Кризис классической науки, с одной стороны, и отрыв ее деятельности от непосредственных нужд человечества, с другой, означали смещение фокуса социокультурной значимости науки в сторону гуманитарных дисциплин, изучающих проблемы смысла, понимания, коммуникации. Язык классической науки не мог обеспечить их анализа, что и вызвало интерес к анализу собственно языка науки как такового, на предмет выявления и расширения границ его выразительных возможностей. Этим занялась классическая лингвистика, и быстро обнаружилось, что она не в силах ничего сделать: язык науки един в пределах науки. Так что, чтобы анализировать кризисное состояние языка науки, лингвистике потребовалось развивать собственный язык, т.е. развиваться самой.
Это развитие прошло ряд этапов, сначала в рамках самой лингвистики: от синтаксического анализа к семантическому (логическому); был создан ряд новых лингвистических концепций, в рамках которых возникли новые проблемы, касающиеся уже онтологических вопросов. Тем самым, лингвистика вышла на уровень философии языка.

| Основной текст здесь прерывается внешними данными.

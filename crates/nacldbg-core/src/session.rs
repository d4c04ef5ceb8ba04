//! # Debug Session
//!
//! [`DebugSession`] is the object an IDE (or the CLI) holds: one
//! [`Resolver`] with the module's symbols and one [`RemoteSession`] for the
//! live target. It translates between source lines and addresses, so callers
//! never see module-relative addresses, and it uses 0-based lines on every
//! method that takes or returns a line.
//!
//! ## Example
//!
//! ```rust,no_run
//! use std::path::Path;
//!
//! use nacldbg_core::{DebugSession, SessionConfig};
//!
//! let mut session = DebugSession::new(SessionConfig::from_env());
//! let events = session.subscribe();
//! session.open("localhost:4014")?;
//! session.set_breakpoint(Path::new("/src/hello.c"), 9)?;
//! session.continue_execution()?;
//! let stopped = events.recv().expect("session event");
//! println!("{}", stopped.describe());
//! # Ok::<(), nacldbg_core::DebuggerError>(())
//! ```

use std::collections::BTreeSet;
use std::path::Path;

use tracing::{debug, info, warn};

use crate::breakpoints::{BreakpointId, BreakpointInfo, BreakpointKind, BreakpointLocator, BreakpointResolution};
use crate::config::SessionConfig;
use crate::error::{DebuggerError, Result};
use crate::events::{EventBus, SessionEvent, SessionEventReceiver};
use crate::ide::IdePosition;
use crate::remote::{RemoteSession, SessionState, StopEvent};
use crate::symbols::{LoadStatus, Resolver, SymbolDatabase};
use crate::types::registers::DWARF_R15;
use crate::types::{Address, Architecture, Registers, StackFrame, Symbol, ThreadId};
use crate::unwind::Unwinder;

/// Breakpoint request after placement and installation.
#[derive(Debug, Clone, PartialEq, Eq)]
pub struct BreakpointBinding
{
    pub resolution: BreakpointResolution,
    /// One id per installed address
    pub ids: Vec<BreakpointId>,
}

/// A debugging session over one module and one remote target.
pub struct DebugSession
{
    config: SessionConfig,
    events: EventBus,
    resolver: Resolver,
    remote: RemoteSession,
}

impl DebugSession
{
    /// Closed session without symbols.
    #[must_use]
    pub fn new(config: SessionConfig) -> Self
    {
        let events = EventBus::new();
        let remote = RemoteSession::new(config.clone(), events.clone());
        Self {
            config,
            events,
            resolver: Resolver::empty(),
            remote,
        }
    }

    /// Closed session with symbols already loaded.
    ///
    /// The symbols are kept on open unless a module path is configured or
    /// reported by the stub; only their base changes.
    #[must_use]
    pub fn with_symbols(config: SessionConfig, database: SymbolDatabase) -> Self
    {
        let mut session = Self::new(config);
        session.resolver = Resolver::from_database(database, Address::ZERO);
        session
    }

    /// Register an event listener.
    #[must_use]
    pub fn subscribe(&self) -> SessionEventReceiver
    {
        self.events.subscribe()
    }

    #[must_use]
    pub fn resolver(&self) -> &Resolver
    {
        &self.resolver
    }

    #[must_use]
    pub fn remote(&self) -> &RemoteSession
    {
        &self.remote
    }

    #[must_use]
    pub fn state(&self) -> SessionState
    {
        self.remote.state()
    }

    /// Connect to the stub at `address` (`host:port`).
    ///
    /// Runs the handshake, computes the module base (`r15` on x86-64),
    /// loads symbols from the configured module path or the path the stub
    /// reports, publishes `ModuleLoaded` and `Opened`, starts polling and
    /// finally reports the target's current stop.
    ///
    /// A module whose symbols fail to load does not fail the open; the
    /// `ModuleLoaded` event carries the failure.
    ///
    /// # Errors
    ///
    /// [`DebuggerError::Timeout`] if the handshake does not finish in time,
    /// [`DebuggerError::InvalidState`] if the session is not closed.
    pub fn open(&mut self, address: &str) -> Result<()>
    {
        let handshake = self.remote.open(address)?;
        let base = match handshake.architecture {
            Architecture::X86_64 => Address::new(handshake.registers.get(DWARF_R15).unwrap_or_default()),
            _ => Address::ZERO,
        };
        debug!(%base, "module base");

        let module = self.config.module_path.clone().or(handshake.exec_path);
        match &module {
            Some(path) => {
                let status = self.resolver.load_module(path, base);
                self.events.publish(&SessionEvent::ModuleLoaded {
                    path: path.clone(),
                    status,
                });
            }
            None if self.resolver.is_loaded() => {
                debug!("no module path; keeping the symbols already loaded");
                self.resolver.set_base(base);
            }
            None => {
                warn!("stub did not report a module path; continuing without symbols");
                self.resolver = Resolver::from_database(SymbolDatabase::empty(), base);
            }
        }
        self.events.publish(&SessionEvent::Opened {
            architecture: handshake.architecture,
            module,
        });

        let started = self
            .remote
            .start_polling()
            .and_then(|()| self.remote.report_current_stop());
        if let Err(err) = started {
            warn!(error = %err, "session failed right after opening");
            self.remote.close()?;
            return Err(err);
        }
        info!(address, "session open");
        Ok(())
    }

    /// Close the session. Closing a closed session does nothing.
    ///
    /// # Errors
    ///
    /// See [`RemoteSession::close`].
    pub fn close(&self) -> Result<()>
    {
        self.remote.close()
    }

    /// Replace the symbols with those of `path`, keeping the current base.
    pub fn load_module(&mut self, path: &Path) -> LoadStatus
    {
        let status = self.resolver.load_module(path, self.resolver.base());
        self.events.publish(&SessionEvent::ModuleLoaded {
            path: path.to_path_buf(),
            status: status.clone(),
        });
        status
    }

    /// Place a breakpoint for 0-based `line` without touching the target.
    #[must_use]
    pub fn resolve_breakpoint(&self, path: &Path, line: u32) -> BreakpointResolution
    {
        BreakpointLocator::new(&self.resolver).resolve_ide_line(path, line)
    }

    /// Place and install a breakpoint for 0-based `line`.
    ///
    /// A request that places nowhere is not an error; the returned binding
    /// carries the diagnostics and no ids.
    ///
    /// # Errors
    ///
    /// Installation failures from [`RemoteSession::add_breakpoint`].
    pub fn set_breakpoint(&self, path: &Path, line: u32) -> Result<BreakpointBinding>
    {
        let resolution = self.resolve_breakpoint(path, line);
        let ids = resolution
            .addresses
            .iter()
            .map(|&address| self.remote.add_breakpoint(address, BreakpointKind::User))
            .collect::<Result<Vec<_>>>()?;
        Ok(BreakpointBinding { resolution, ids })
    }

    /// Remove the breakpoints a request for 0-based `line` installed.
    /// Returns how many were removed.
    ///
    /// # Errors
    ///
    /// Failures restoring the original bytes.
    pub fn clear_breakpoint(&self, path: &Path, line: u32) -> Result<usize>
    {
        let installed: BTreeSet<Address> = self.remote.breakpoints().iter().map(|info| info.address).collect();
        let mut removed = 0;
        for address in self.resolve_breakpoint(path, line).addresses {
            if installed.contains(&address) {
                self.remote.remove_breakpoint(address)?;
                removed += 1;
            }
        }
        Ok(removed)
    }

    #[must_use]
    pub fn breakpoints(&self) -> Vec<BreakpointInfo>
    {
        self.remote.breakpoints()
    }

    /// Step one source line.
    ///
    /// # Errors
    ///
    /// See [`RemoteSession::step`].
    pub fn step(&self, thread: Option<ThreadId>) -> Result<StopEvent>
    {
        self.remote
            .step(thread, |pc| self.resolver.position_from_address(pc))
    }

    /// Run to the next line of the current function, or to the caller.
    ///
    /// Temporary breakpoints go on every line start of the function except
    /// those of the current line, and on the return address. Without any
    /// target address this falls back to [`DebugSession::step`].
    ///
    /// # Errors
    ///
    /// Register access and breakpoint installation failures.
    pub fn step_over(&self, thread: Option<ThreadId>) -> Result<()>
    {
        let registers = self.remote.registers(thread)?;
        let pc = registers.pc();
        let current = self.resolver.position_from_address(pc);

        let mut targets: BTreeSet<Address> = self
            .resolver
            .addresses_in_scope(pc)
            .into_iter()
            .filter(|&address| address != pc)
            .filter(|&address| {
                let position = self.resolver.position_from_address(address);
                match (&current, &position) {
                    (Some(current), Some(position)) => !current.same_line(position),
                    _ => true,
                }
            })
            .collect();
        if let Some(return_address) = self.return_address(&registers) {
            targets.insert(return_address);
        }

        if targets.is_empty() {
            debug!(%pc, "nothing to run to; stepping instead");
            self.step(thread)?;
            return Ok(());
        }
        self.run_to(&targets)
    }

    /// Run until the current function returns.
    ///
    /// # Errors
    ///
    /// [`DebuggerError::Unsupported`] when no call frame information covers
    /// the PC.
    pub fn step_out(&self, thread: Option<ThreadId>) -> Result<()>
    {
        let registers = self.remote.registers(thread)?;
        let Some(return_address) = self.return_address(&registers) else {
            return Err(DebuggerError::Unsupported(format!(
                "cannot find the return address of the frame at {}",
                registers.pc()
            )));
        };
        self.run_to(&BTreeSet::from([return_address]))
    }

    fn return_address(&self, registers: &Registers) -> Option<Address>
    {
        let unwinder = Unwinder::new(self.resolver.database(), self.resolver.base(), &self.remote);
        match unwinder.previous_frame(registers) {
            Ok(caller) => caller.map(|caller| caller.pc()).filter(|&pc| pc != Address::ZERO),
            Err(err) => {
                warn!(pc = %registers.pc(), error = %err, "could not unwind to the caller");
                None
            }
        }
    }

    fn run_to(&self, targets: &BTreeSet<Address>) -> Result<()>
    {
        for &address in targets {
            if let Err(err) = self.remote.add_breakpoint(address, BreakpointKind::Temporary) {
                warn!(%address, error = %err, "skipping temporary breakpoint");
            }
        }
        self.remote.continue_execution()
    }

    /// Resume the target.
    ///
    /// # Errors
    ///
    /// See [`RemoteSession::continue_execution`].
    pub fn continue_execution(&self) -> Result<()>
    {
        self.remote.continue_execution()
    }

    /// Interrupt a running target.
    ///
    /// # Errors
    ///
    /// See [`RemoteSession::request_break`].
    pub fn request_break(&self) -> Result<()>
    {
        self.remote.request_break()
    }

    /// Call stack of `thread`, innermost frame first.
    ///
    /// # Errors
    ///
    /// Register access failures for the innermost frame. Problems further
    /// up the stack end the walk instead.
    pub fn call_stack(&self, thread: Option<ThreadId>) -> Result<Vec<StackFrame>>
    {
        let registers = self.remote.registers(thread)?;
        let unwinder = Unwinder::new(self.resolver.database(), self.resolver.base(), &self.remote);
        let frames = unwinder
            .unwind(&registers, self.config.max_frames)
            .into_iter()
            .enumerate()
            .map(|(index, registers)| {
                let pc = registers.pc();
                // Return addresses point after the call; look up the call itself.
                let lookup = if index == 0 { pc } else { pc - 1 };
                StackFrame {
                    index,
                    pc,
                    sp: registers.sp(),
                    cfa: unwinder.canonical_frame_address(&registers).ok().flatten(),
                    function: self.resolver.function_from_address(lookup),
                    position: self.resolver.position_from_address(lookup),
                    registers,
                }
            })
            .collect::<Vec<_>>();
        debug!(frames = frames.len(), "call stack");
        Ok(frames)
    }

    /// Variables visible in `frame`.
    #[must_use]
    pub fn symbols_for_frame(&self, frame: &StackFrame) -> Vec<Symbol>
    {
        self.resolver.symbols_in_scope(&frame.registers, &self.remote)
    }

    /// Current value of `symbol` rendered for display, when it is in memory
    /// and its type is known.
    #[must_use]
    pub fn format_symbol(&self, symbol: &Symbol) -> Option<String>
    {
        let address = symbol.location.address()?;
        let size = usize::try_from(symbol.symbol_type.size).ok().filter(|&size| size > 0)?;
        let bytes = self.remote.read_memory(address, size).ok()?;
        symbol.symbol_type.format_value(&bytes)
    }

    /// Source position of `address` with a 0-based line.
    #[must_use]
    pub fn position_from_address(&self, address: Address) -> Option<IdePosition>
    {
        self.resolver.position_from_address(address).map(IdePosition::from)
    }

    /// Registers of `thread`.
    ///
    /// # Errors
    ///
    /// See [`RemoteSession::registers`].
    pub fn registers(&self, thread: Option<ThreadId>) -> Result<Registers>
    {
        self.remote.registers(thread)
    }

    /// Read target memory.
    ///
    /// # Errors
    ///
    /// See [`RemoteSession::read_memory`].
    pub fn read_memory(&self, address: Address, length: usize) -> Result<Vec<u8>>
    {
        self.remote.read_memory(address, length)
    }

    /// Write target memory.
    ///
    /// # Errors
    ///
    /// See [`RemoteSession::write_memory`].
    pub fn write_memory(&self, address: Address, data: &[u8]) -> Result<()>
    {
        self.remote.write_memory(address, data)
    }

    /// Threads of the target.
    ///
    /// # Errors
    ///
    /// See [`RemoteSession::threads`].
    pub fn threads(&self) -> Result<Vec<ThreadId>>
    {
        self.remote.threads()
    }
}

Для нынешнего этапа ее развития
характерно обращение разных исследователей языка науки и языка вообще к философским концепциям и заимствование из них более или менее подходящих онтологических идей и принципов. Здесь имеет место большой разнобой, т.к. среди исследователей нет единого мнения о задачах языка в культуре вообще. Вместе с тем, наблюдается тенденция к выходу на некие универсальные и абсолютные основания языка и языковой деятельности, и представляется важным попытаться проанализировать, систематизировать и упорядочить эти попытки. В этом и заключается актуальность настоящей работы.
Степень разработанности проблемы. Современные воззрения о природе языка восходят к идеям Р.Декарта, Г.Лейбница, Дж.Локка, Дж.Беркли, Д.Юма. Локк ввел термин "знак" в отношении слова как базисной единицы языка и утверждал, что знаки являются символами наших идей, а идеи -подлинное и непосредственное наполнение знака. Лейбниц добавил, что слова являются не только символами наших идей, но также и вещей. Тем самым он установил двойственную зависимость знаков от наших идей и обозначаемых предметов. Аббат Кондильяк в XVIII веке высказал идею, что мы сами изобретаем язык для реализации мыслительной способности, а язык снабжает нас инструментом анализа наших мыслей.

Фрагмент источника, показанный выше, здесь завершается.